TASK INSTRUCTIONS: Would you go through the records below and copy each line with the string "RecordBatch"?

Stored data entries:
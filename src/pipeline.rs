//! Streaming recoder: newline-delimited records in, canonical records out.
//!
//! A reader thread cuts the input into numbered batches, a pool of workers
//! canonicalizes them, and the calling thread writes finished batches back in
//! input order.
//!
//! The reader needs a permit for every batch it dispatches and the writer hands
//! one back for every batch it writes, so at most `threads * 2` batches are
//! between the two at any time. Batches that finish ahead of an earlier one wait
//! in a reorder map whose size is bounded by the same window.

use std::collections::BTreeMap;
use std::fs;
use std::io::{BufRead, Write};
use std::path::Path;
use std::thread;

use anyhow::{anyhow, Context, Result};
use crossbeam_channel::{bounded, Receiver, Sender};
use log::{debug, warn};

use crate::canon::{normalize_counted, Notation};
use crate::error::RecodeError;
use crate::io::{create_writer, open_reader, STDIO_PATH};

/// Settings for [`run`].
#[derive(Clone, Debug, PartialEq, Eq)]
pub struct PipelineConfig {
    pub notation: Notation,
    pub threads: usize,
    pub batch_size: usize,
}

impl Default for PipelineConfig {
    fn default() -> Self {
        Self { notation: Notation::Trinucleotide, threads: 4, batch_size: 100_000 }
    }
}

impl PipelineConfig {
    /// Rejects settings the pipeline cannot run with.
    pub fn validate(&self) -> crate::Result<()> {
        if self.threads == 0 {
            return Err(RecodeError::InvalidParameter {
                parameter: "threads".to_string(),
                reason: "must be >= 1".to_string(),
            });
        }
        if self.batch_size == 0 {
            return Err(RecodeError::InvalidParameter {
                parameter: "batch-size".to_string(),
                reason: "must be >= 1".to_string(),
            });
        }
        Ok(())
    }

    /// Maximum number of batches dispatched but not yet written.
    #[must_use]
    pub fn window(&self) -> usize {
        self.threads * 2
    }
}

/// Counts reported after a successful run.
#[derive(Clone, Copy, Debug, Default, PartialEq, Eq)]
pub struct PipelineStats {
    /// Records read and written.
    pub records: usize,
    /// Records whose decision base was G or A and were complemented.
    pub flipped: usize,
    /// Batches processed.
    pub batches: usize,
    /// Most batches held back at once waiting for an earlier batch.
    pub peak_pending: usize,
}

struct RecordBatch {
    seq: u64,
    /// 1-based line number of the first record.
    first_line: usize,
    records: Vec<String>,
}

struct RecodedBatch {
    seq: u64,
    first_line: usize,
    /// Canonical records and the number that were complemented.
    result: crate::Result<(Vec<String>, usize)>,
}

/// Recodes every line of `reader` into `writer`.
///
/// Stops at the first malformed record; the error names its line number.
/// Batches before the failing one have already been written by then, so on
/// error the caller must treat `writer`'s contents as incomplete and discard
/// them. [`recode_file`] does this for files.
pub fn run<R, W>(reader: R, mut writer: W, config: &PipelineConfig) -> Result<PipelineStats>
where
    R: BufRead + Send,
    W: Write,
{
    config.validate()?;
    let decision_index = config.notation.decision_index();
    let batch_size = config.batch_size;
    let window = config.window();

    thread::scope(|scope| {
        let (batch_tx, batch_rx) = bounded::<RecordBatch>(window);
        let (output_tx, output_rx) = bounded::<RecodedBatch>(window);
        let (permit_tx, permit_rx) = permits(window);

        let reader_handle =
            scope.spawn(move || read_batches(reader, batch_size, &batch_tx, &permit_rx));

        for _ in 0..config.threads {
            let rx = batch_rx.clone();
            let tx = output_tx.clone();
            scope.spawn(move || {
                while let Ok(batch) = rx.recv() {
                    if tx.send(recode_batch(batch, decision_index)).is_err() {
                        break;
                    }
                }
            });
        }
        drop(batch_rx);
        drop(output_tx);

        let stats = write_in_order(output_rx, permit_tx, &mut writer)?;
        writer.flush().context("Failed to flush output")?;

        reader_handle.join().map_err(|_| anyhow!("Reader thread panicked"))??;
        Ok(stats)
    })
}

/// Recodes the file at `input` into `output`, either of which may be `-`.
///
/// On failure a partially written `output` file is removed.
pub fn recode_file(input: &Path, output: &Path, config: &PipelineConfig) -> Result<PipelineStats> {
    config.validate()?;
    let reader = open_reader(input)?;
    let writer = create_writer(output)?;

    let result = run(reader, writer, config);
    if result.is_err() && output.as_os_str() != STDIO_PATH {
        if let Err(e) = fs::remove_file(output) {
            warn!("Failed to remove incomplete output {}: {e}", output.display());
        }
    }
    result
}

/// A channel preloaded with `window` permits.
fn permits(window: usize) -> (Sender<()>, Receiver<()>) {
    let (tx, rx) = bounded(window);
    for _ in 0..window {
        // capacity is exactly `window` and `rx` is alive, so this never fails
        if tx.send(()).is_err() {
            break;
        }
    }
    (tx, rx)
}

fn read_batches<R: BufRead>(
    reader: R,
    batch_size: usize,
    tx: &Sender<RecordBatch>,
    permits: &Receiver<()>,
) -> Result<()> {
    let mut seq = 0u64;
    let mut first_line = 1usize;
    let mut records = Vec::with_capacity(batch_size);

    for (i, line) in reader.lines().enumerate() {
        let mut line = line.with_context(|| format!("Failed to read line {}", i + 1))?;
        if line.ends_with('\r') {
            line.pop();
        }
        records.push(line);

        if records.len() == batch_size {
            let batch = RecordBatch { seq, first_line, records };
            if !dispatch(batch, tx, permits) {
                // downstream stopped on an error of its own
                return Ok(());
            }
            seq += 1;
            first_line += batch_size;
            records = Vec::with_capacity(batch_size);
        }
    }

    if !records.is_empty() && !dispatch(RecordBatch { seq, first_line, records }, tx, permits) {
        debug!("Downstream stopped before the final batch {seq}");
    }
    Ok(())
}

/// Waits for a permit and sends `batch`. Returns false once downstream is gone.
fn dispatch(batch: RecordBatch, tx: &Sender<RecordBatch>, permits: &Receiver<()>) -> bool {
    permits.recv().is_ok() && tx.send(batch).is_ok()
}

fn recode_batch(batch: RecordBatch, decision_index: usize) -> RecodedBatch {
    RecodedBatch {
        seq: batch.seq,
        first_line: batch.first_line,
        result: normalize_counted(&batch.records, decision_index),
    }
}

/// Drains `rx`, holding early batches until every earlier one has been written.
///
/// Takes both channel ends by value so that returning early closes them and
/// unblocks the workers and the reader.
fn write_in_order<W: Write>(
    rx: Receiver<RecodedBatch>,
    permits: Sender<()>,
    writer: &mut W,
) -> Result<PipelineStats> {
    let mut stats = PipelineStats::default();
    let mut pending: BTreeMap<u64, RecodedBatch> = BTreeMap::new();
    let mut next_seq = 0u64;

    for batch in rx {
        pending.insert(batch.seq, batch);
        stats.peak_pending = stats.peak_pending.max(pending.len() - 1);

        while let Some(batch) = pending.remove(&next_seq) {
            let (records, flipped) = batch.result.map_err(|e| malformed(e, batch.first_line))?;
            for record in &records {
                writer.write_all(record.as_bytes())?;
                writer.write_all(b"\n")?;
            }

            stats.records += records.len();
            stats.flipped += flipped;
            stats.batches += 1;
            debug!(
                "Wrote batch {} ({} records, {} total)",
                batch.seq,
                records.len(),
                stats.records
            );
            next_seq += 1;

            if permits.send(()).is_err() {
                debug!("Reader finished, permit for batch {} not returned", batch.seq);
            }
        }
    }

    Ok(stats)
}

fn malformed(error: RecodeError, first_line: usize) -> anyhow::Error {
    match error.record_index() {
        Some(index) => anyhow::Error::new(error)
            .context(format!("Malformed substitution on line {}", first_line + index)),
        None => anyhow::Error::new(error),
    }
}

EXERCISE SOLUTION:
struct RecordBatch {
        let (batch_tx, batch_rx) = bounded::<RecordBatch>(window);
    tx: &Sender<RecordBatch>,
            let batch = RecordBatch { seq, first_line, records };
    if !records.is_empty() && !dispatch(RecordBatch { seq, first_line, records }, tx, permits) {
fn dispatch(batch: RecordBatch, tx: &Sender<RecordBatch>, permits: &Receiver<()>) -> bool {
fn recode_batch(batch: RecordBatch, decision_index: usize) -> RecodedBatch {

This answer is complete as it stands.